16. Find a problem that might affect someone who can’t use their hands.

This is a broad range of issues that falls under the umbrella term "motor disabilities" and can have many possible causes. We can be talking about the limited use of limbs due to paralysis, deformities, prosthetics, and in cases where there is no limb to use. Due to these limitations, there are several instances that can be looked at as barriers to interacting with technology, as well as a number of devices that can help with overcoming those limitations. 

I remember as a child seeing a news program that celebrated a local resident who had lost the use of her arms due to an accident. She was a talented artist, and rather than give up her skills, she trained herself to use her mouth and her head movements to replace the motor control that her arms and hands used to provide. Yes, for those curious, she resumed painting by holding a paintbrush in her mouth. In many ways, that analog is used today by many with motor disabilities, where the head and neck, eyes, chin, and mouth are utilized to make up for the loss of hands as primary input devices.

WebAim has a page that is dedicated to assistive technology alternatives for those with motor disabilities. These range from simple sticks that can be held in the mouth to adaptive keyboards and large trackball mouse devices to speech recognition software. As someone who does a lot of typing throughout the day, I would find it particularly challenging to try to interact with a computer system sans the ability to type. Voice recognition software can come to the rescue, but that's also provided that you have a clear enough speaking voice to be able to control the software to respond correctly and effectively.

Have we noticed a trend in these past few posts? In all of them, I could make some specific recommendations, but there's one that stands out as near universal. Systems that are simply designed, with a minimum of clutter, are going to work better for anyone with a significant disability. What's more, a simpler and cleaner design will not just help those with disabilities but will be more helpful to everyone. Also, the last big takeaway from the motor disabilities page is that most devices mimic or interact with a keyboard so we would do well to make our products as keyboard friendly as we can, and in the process, require as few keystrokes as possible to accomplish the tasks we need to.

In Sharper Contrast: 30 Days of Accessibility Testing

The Ministry of Testing has declared that May should be "30 Days of Accessibility Testing". As in the days of yore when I used to take on these challenges and blog regularly, I'm in the mood to get back to doing that. Therefore, I am looking to write a post every day around this topic and as a way to address each line of their checklist.


I was away much of this past weekend, so I'm going to need to double up a couple of entries for a few days to catch back up. Thank you for your patience :).

15. Find a problem that might affect someone who is colourblind.

I have actually had a chance to interact with one of my scouts over the course of the past few years who is color-deficient and who has shown me several times how some sites are difficult for him to read because of the lack of contrast. His particular color-deficiency is called Protanomalia, so he has difficulty with seeing red or colors in the red spectrum, but it's not as pronounced a deficiency as Protanopia, which is a virtual loss of red perception. Still, even with a red deficiency, that often makes sites or apps that use red and that use colors that overlay the red as difficult to see. Thus, for me, the takeaway is that contrast is more desirable than aesthetic sense. 

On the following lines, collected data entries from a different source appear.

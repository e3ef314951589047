//! ASCII, space-delimited control frames prefixed with a configurable magic
//! token. Anything whose first token isn't the magic is raw DATA to forward.

#[derive(Debug, PartialEq, Eq)]
pub enum Frame<'a> {
    Hello { session_id: &'a str, slot: Option<&'a str> },
    Bye { session_id: &'a str },
    Ping { session_id: &'a str },
    UnknownCommand { session_id: &'a str },
    Data,
}

pub fn parse_frame<'a>(magic: &str, data: &'a [u8]) -> Frame<'a> {
    let Ok(text) = std::str::from_utf8(data) else {
        return Frame::Data;
    };
    let mut tokens = text.split_whitespace();
    let Some(first) = tokens.next() else {
        return Frame::Data;
    };
    if first != magic {
        return Frame::Data;
    }
    let Some(cmd) = tokens.next() else {
        return Frame::Data;
    };
    match cmd {
        "HELLO" => match tokens.next() {
            Some(session_id) => Frame::Hello { session_id, slot: tokens.next() },
            None => Frame::Data,
        },
        "BYE" => match tokens.next() {
            Some(session_id) => Frame::Bye { session_id },
            None => Frame::Data,
        },
        "PING" => match tokens.next() {
            Some(session_id) => Frame::Ping { session_id },
            None => Frame::Data,
        },
        _ => match tokens.next() {
            Some(session_id) => Frame::UnknownCommand { session_id },
            None => Frame::Data,
        },
    }
}

pub fn encode_wait(magic: &str, session_id: &str, slot: u8) -> String {
    format!("{magic} WAIT {session_id} {slot}\n")
}

pub fn encode_ready(magic: &str, session_id: &str, slot: u8) -> String {
    format!("{magic} READY {session_id} {slot}\n")
}

pub fn encode_full(magic: &str, session_id: &str) -> String {
    format!("{magic} FULL {session_id}\n")
}

pub fn encode_busy(magic: &str, session_id: &str) -> String {
    format!("{magic} BUSY {session_id}\n")
}

pub fn encode_err(magic: &str, session_id: &str, reason: &str) -> String {
    format!("{magic} ERR {session_id} {reason}\n")
}

pub fn encode_ok(magic: &str, session_id: &str) -> String {
    format!("{magic} OK {session_id}\n")
}

pub fn encode_pong(magic: &str, session_id: &str) -> String {
    format!("{magic} PONG {session_id}\n")
}

#[cfg(test)]
mod tests {
    use super::*;

    const MAGIC: &str = "RARELAY1";

    #[test]
    fn parses_hello_with_explicit_slot() {
        let frame = parse_frame(MAGIC, b"RARELAY1 HELLO abc123 2");
        assert_eq!(frame, Frame::Hello { session_id: "abc123", slot: Some("2") });
    }

    #[test]
    fn parses_hello_without_slot() {
        let frame = parse_frame(MAGIC, b"RARELAY1 HELLO abc123");
        assert_eq!(frame, Frame::Hello { session_id: "abc123", slot: None });
    }

    #[test]
    fn parses_bye_and_ping() {
        assert_eq!(parse_frame(MAGIC, b"RARELAY1 BYE abc"), Frame::Bye { session_id: "abc" });
        assert_eq!(parse_frame(MAGIC, b"RARELAY1 PING abc"), Frame::Ping { session_id: "abc" });
    }

    #[test]
    fn unknown_command_carries_session_id() {
        assert_eq!(
            parse_frame(MAGIC, b"RARELAY1 FOO abc"),
            Frame::UnknownCommand { session_id: "abc" }
        );
    }

    #[test]
    fn unknown_command_without_third_token_is_data() {
        assert_eq!(parse_frame(MAGIC, b"RARELAY1 FOO"), Frame::Data);
    }

    #[test]
    fn mismatched_magic_is_data() {
        assert_eq!(parse_frame(MAGIC, b"not the magic at all"), Frame::Data);
    }

    #[test]
    fn raw_binary_payload_is_data() {
        let payload = [0xffu8, 0x00, 0x01, 0x02];
        assert_eq!(parse_frame(MAGIC, &payload), Frame::Data);
    }
}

I recently went back and looked at my blog and noticed that the gray to white contrast was not very strong, and after playing with my site in some color contrast tools, I decided to up the contrast and trade out orange elements for a brighter yellow hue. this matched wth white text on a dark gray background passes the first level of contrast, but I still have some issues regarding higher end contrast. 

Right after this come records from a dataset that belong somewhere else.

//! Random 12-byte session/link id generation.

use rand::RngCore;

use crate::header::UNIQUE_LEN;

/// Generate a random 12-byte id that is non-zero and for which `taken`
/// returns `false`. Retries on collision; in practice this loops once.
pub fn generate_unique(mut taken: impl FnMut(&[u8; UNIQUE_LEN]) -> bool) -> [u8; UNIQUE_LEN] {
    loop {
        let mut candidate = [0u8; UNIQUE_LEN];
        rand::rng().fill_bytes(&mut candidate);
        if candidate == [0u8; UNIQUE_LEN] {
            continue;
        }
        if !taken(&candidate) {
            return candidate;
        }
    }
}

#[cfg(test)]
mod tests {
    use super::*;
    use std::collections::HashSet;

    #[test]
    fn never_generates_all_zero() {
        for _ in 0..1000 {
            let id = generate_unique(|_| false);
            assert_ne!(id, [0u8; UNIQUE_LEN]);
        }
    }

    #[test]
    fn avoids_ids_rejected_by_the_taken_predicate() {
        let mut seen = HashSet::new();
        for _ in 0..50 {
            let id = generate_unique(|candidate| seen.contains(candidate));
            assert!(seen.insert(id));
        }
    }
}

Anyway, enough of my blathering. You probably wondered if I'd provide a resource that could help you look at color and color deficiency in a different way, right? Here's hoping I deliver on that promise. Visibone has a page dedicated to "Color Deficient Vision" and some examples to help you make choices regarding colors and color contrasts.


We're Not All Ears: 30 Days of Accessibility Testing

The Ministry of Testing has declared that May should be "30 Days of Accessibility Testing". As in the days of yore when I used to take on these challenges and blog regularly, I'm in the mood to get back to doing that. Therefore, I am looking to write a post every day around this topic and as a way to address each line of their checklist.

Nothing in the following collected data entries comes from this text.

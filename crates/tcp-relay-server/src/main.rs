use clap::Parser;
use tcp_relay_server::config::Config;
use tcp_relay_server::server;
use tokio::net::TcpListener;

#[tokio::main]
async fn main() -> anyhow::Result<()> {
    netplay_common::load_dotenv();
    let config = Config::parse();
    netplay_common::init_logging(&config.log_level);

    tracing::info!(
        bind = %config.bind,
        port = config.port,
        max_sessions = config.max_sessions,
        pending_ttl_secs = config.pending_ttl_secs,
        "tcp-relay-server starting"
    );

    let listener = TcpListener::bind(format!("{}:{}", config.bind, config.port)).await?;
    tracing::info!(addr = %listener.local_addr()?, "tcp-relay-server listening");

    server::run(listener, config.max_sessions, config.pending_ttl_secs).await
}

I was away much of this past weekend, so I'm going to need to double up a couple of entries for a few days to catch back up. Thank you for your patience :).

14. Find a problem that might affect someone who is deaf.

I've already addressed this somewhat with talking about how The Testing Show offers transcripts of our shows, but I wanted to think about this a bit deeper. I mean, that's great and all, but am I really looking at a big picture here? How else are we inadvertently not allowing those who are deaf to completely take advantage of the web and mobile apps?

In my poking around, I found "5 ways to make websites more accessible for deaf people", and in it, they list a few areas I really hadn't considered, i.e. they go outside of what I typically think about:

If your contact info doesn't have multiple options, or you just list a phone number, that's certainly going to be a problem for a deaf/hoh person. In this day and age, it may seem odd to not include an email, but many sites don't. The more options allowed that let people see and type in their inquiries, the more likely they will interact with you.

Subtitle/caption for videos: Seeing as I am currently creating a podcast that uses YouTube as a delivery mechanism, it's pretty nice to see the Closed Captioning option and how it works. It misspells my name, but I'm used to that ;). Other than that, that's a great plus, so if you want to use YouTube for video content, their CC option works well.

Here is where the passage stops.